Collected data entries:
********
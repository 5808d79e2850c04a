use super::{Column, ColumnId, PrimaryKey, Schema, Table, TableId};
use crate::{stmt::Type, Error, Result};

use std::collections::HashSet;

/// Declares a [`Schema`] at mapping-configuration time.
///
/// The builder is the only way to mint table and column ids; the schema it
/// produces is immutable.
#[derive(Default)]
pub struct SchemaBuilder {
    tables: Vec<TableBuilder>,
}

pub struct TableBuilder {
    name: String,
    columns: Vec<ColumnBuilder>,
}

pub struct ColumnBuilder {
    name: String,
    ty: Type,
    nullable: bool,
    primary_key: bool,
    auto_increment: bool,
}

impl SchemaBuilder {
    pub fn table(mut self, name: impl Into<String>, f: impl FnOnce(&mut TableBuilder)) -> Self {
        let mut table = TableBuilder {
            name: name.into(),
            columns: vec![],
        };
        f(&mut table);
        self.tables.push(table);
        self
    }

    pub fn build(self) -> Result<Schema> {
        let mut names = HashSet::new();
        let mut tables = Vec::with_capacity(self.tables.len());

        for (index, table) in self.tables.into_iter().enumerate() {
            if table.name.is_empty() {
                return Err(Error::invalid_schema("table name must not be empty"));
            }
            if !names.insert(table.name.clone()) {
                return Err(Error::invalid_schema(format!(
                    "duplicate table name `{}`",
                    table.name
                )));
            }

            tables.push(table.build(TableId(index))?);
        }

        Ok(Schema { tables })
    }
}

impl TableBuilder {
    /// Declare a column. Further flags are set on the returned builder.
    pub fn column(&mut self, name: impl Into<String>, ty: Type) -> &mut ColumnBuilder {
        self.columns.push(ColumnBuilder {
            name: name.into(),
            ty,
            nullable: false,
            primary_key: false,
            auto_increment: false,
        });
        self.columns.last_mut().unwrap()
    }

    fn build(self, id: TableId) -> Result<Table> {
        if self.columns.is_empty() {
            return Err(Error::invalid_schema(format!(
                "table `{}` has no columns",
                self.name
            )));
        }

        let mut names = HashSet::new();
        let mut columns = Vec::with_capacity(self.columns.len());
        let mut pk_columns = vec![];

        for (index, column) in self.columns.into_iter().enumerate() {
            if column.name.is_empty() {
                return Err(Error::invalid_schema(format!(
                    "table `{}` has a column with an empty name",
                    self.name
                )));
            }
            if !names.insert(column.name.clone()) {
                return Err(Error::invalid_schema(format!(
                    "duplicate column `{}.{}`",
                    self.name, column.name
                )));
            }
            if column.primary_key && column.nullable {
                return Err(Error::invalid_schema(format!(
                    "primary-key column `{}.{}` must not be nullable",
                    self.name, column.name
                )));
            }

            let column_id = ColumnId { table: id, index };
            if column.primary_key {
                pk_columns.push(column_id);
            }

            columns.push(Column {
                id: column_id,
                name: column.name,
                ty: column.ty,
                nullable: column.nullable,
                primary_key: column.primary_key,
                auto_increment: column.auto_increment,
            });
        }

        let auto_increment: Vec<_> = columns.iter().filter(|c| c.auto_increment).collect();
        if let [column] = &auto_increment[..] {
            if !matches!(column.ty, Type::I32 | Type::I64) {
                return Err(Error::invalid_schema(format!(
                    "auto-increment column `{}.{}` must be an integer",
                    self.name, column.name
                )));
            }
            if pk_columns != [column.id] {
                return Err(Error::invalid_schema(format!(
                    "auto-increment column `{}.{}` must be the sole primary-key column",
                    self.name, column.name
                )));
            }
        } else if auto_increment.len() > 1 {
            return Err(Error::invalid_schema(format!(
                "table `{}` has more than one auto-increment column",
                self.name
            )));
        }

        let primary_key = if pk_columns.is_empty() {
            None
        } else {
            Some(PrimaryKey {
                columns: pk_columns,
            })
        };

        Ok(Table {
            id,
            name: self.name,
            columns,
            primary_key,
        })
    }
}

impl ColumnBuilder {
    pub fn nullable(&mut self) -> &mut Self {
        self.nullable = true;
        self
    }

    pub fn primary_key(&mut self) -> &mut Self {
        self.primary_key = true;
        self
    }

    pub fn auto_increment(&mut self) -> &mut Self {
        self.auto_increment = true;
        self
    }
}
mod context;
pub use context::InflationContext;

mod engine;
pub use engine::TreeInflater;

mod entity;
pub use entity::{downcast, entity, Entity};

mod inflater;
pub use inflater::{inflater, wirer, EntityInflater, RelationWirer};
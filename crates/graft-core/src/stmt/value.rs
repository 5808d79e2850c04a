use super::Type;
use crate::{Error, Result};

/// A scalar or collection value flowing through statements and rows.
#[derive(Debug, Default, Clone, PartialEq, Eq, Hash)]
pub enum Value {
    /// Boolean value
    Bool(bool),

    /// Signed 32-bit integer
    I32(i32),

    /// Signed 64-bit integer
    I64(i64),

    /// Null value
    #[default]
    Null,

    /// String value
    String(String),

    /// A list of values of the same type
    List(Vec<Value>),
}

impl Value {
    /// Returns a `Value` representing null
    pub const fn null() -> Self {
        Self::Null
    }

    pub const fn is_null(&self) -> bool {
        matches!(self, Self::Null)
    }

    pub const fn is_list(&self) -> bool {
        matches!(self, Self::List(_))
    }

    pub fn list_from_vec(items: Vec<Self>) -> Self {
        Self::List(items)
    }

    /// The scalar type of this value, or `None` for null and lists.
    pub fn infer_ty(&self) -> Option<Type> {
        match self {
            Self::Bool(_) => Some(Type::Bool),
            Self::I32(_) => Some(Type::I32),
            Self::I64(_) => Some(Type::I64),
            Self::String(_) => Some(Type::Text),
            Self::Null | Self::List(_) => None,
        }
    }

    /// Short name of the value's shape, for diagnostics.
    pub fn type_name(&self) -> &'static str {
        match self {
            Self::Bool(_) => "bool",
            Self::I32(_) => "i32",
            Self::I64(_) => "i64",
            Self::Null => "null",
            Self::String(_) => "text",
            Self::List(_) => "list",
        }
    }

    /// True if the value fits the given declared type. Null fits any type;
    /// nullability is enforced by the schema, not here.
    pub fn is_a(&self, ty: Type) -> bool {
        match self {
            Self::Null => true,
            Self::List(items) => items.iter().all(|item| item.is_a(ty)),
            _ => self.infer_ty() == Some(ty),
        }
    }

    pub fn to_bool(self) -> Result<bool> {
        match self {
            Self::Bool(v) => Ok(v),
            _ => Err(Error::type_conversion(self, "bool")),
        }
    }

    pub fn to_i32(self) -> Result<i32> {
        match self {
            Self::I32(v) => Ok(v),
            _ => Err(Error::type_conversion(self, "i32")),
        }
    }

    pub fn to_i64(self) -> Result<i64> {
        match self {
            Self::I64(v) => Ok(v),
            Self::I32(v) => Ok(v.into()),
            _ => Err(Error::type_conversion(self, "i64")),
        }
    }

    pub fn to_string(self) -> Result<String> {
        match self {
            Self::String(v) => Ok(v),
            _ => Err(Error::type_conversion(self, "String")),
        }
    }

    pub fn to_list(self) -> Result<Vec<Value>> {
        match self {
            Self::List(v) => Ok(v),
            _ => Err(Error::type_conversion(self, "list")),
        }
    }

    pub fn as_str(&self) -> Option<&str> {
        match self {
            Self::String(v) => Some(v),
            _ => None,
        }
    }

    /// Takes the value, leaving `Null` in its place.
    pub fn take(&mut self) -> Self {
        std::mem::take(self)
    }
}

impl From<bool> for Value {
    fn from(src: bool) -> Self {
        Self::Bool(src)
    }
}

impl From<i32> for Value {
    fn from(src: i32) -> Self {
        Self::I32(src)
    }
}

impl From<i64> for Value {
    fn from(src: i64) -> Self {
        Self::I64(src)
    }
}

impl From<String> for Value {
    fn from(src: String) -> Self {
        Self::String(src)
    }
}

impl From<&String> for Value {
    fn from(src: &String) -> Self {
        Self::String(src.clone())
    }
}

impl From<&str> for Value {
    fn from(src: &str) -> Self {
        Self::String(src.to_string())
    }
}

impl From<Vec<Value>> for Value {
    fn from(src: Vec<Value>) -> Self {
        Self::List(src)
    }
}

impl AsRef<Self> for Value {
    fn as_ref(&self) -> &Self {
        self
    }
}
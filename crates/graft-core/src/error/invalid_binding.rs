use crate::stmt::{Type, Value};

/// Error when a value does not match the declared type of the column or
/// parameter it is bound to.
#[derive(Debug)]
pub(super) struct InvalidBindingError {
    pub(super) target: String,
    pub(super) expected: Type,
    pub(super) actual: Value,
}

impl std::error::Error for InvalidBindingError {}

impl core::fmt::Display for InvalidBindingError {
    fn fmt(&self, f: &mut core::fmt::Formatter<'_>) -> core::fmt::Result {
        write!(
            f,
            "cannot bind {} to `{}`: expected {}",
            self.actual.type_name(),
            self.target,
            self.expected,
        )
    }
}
********
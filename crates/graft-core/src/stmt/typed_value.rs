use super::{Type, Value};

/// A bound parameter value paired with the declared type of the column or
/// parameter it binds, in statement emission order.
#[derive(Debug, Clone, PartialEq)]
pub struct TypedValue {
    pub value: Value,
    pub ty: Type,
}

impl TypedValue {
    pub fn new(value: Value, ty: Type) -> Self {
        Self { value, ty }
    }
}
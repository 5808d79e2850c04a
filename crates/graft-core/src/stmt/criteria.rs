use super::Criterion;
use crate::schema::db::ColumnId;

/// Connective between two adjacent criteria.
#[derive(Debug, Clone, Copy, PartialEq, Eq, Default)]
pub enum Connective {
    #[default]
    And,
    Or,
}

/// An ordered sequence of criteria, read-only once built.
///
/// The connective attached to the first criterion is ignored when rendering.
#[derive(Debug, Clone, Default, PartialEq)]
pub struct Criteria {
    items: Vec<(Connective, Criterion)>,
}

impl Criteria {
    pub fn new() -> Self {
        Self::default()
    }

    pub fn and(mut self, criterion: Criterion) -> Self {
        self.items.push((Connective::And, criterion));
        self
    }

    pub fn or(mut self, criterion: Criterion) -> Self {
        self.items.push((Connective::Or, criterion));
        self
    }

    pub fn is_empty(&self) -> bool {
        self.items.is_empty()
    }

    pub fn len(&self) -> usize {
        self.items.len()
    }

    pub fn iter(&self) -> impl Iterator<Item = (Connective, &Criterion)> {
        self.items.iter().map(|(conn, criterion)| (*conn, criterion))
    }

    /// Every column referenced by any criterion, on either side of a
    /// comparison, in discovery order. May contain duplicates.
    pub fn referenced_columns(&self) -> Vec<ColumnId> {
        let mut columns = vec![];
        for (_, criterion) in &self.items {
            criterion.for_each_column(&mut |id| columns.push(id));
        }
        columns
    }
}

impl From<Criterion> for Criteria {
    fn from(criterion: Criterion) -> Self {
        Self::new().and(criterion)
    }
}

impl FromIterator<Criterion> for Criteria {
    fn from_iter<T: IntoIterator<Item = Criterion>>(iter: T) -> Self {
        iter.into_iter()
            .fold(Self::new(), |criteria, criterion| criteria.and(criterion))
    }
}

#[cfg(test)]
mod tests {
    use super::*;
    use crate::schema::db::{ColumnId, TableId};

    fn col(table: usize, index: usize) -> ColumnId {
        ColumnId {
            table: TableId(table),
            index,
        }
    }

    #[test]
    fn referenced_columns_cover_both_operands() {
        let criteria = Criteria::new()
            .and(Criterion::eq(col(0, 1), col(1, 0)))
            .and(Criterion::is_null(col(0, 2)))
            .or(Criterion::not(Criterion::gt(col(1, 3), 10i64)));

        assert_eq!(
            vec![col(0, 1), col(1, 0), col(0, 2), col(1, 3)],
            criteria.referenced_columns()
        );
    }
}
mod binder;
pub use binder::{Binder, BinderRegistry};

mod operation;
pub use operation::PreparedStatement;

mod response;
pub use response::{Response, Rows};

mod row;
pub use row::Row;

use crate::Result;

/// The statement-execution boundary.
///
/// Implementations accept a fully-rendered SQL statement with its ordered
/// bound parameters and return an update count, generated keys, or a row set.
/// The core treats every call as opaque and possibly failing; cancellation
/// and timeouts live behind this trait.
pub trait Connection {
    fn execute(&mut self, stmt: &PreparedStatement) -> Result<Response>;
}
********
> Exercise aim
Search the records above for the string "Signed" and copy each line that holds it.

> Task answer
    /// Signed 32-bit integer
    /// Signed 64-bit integer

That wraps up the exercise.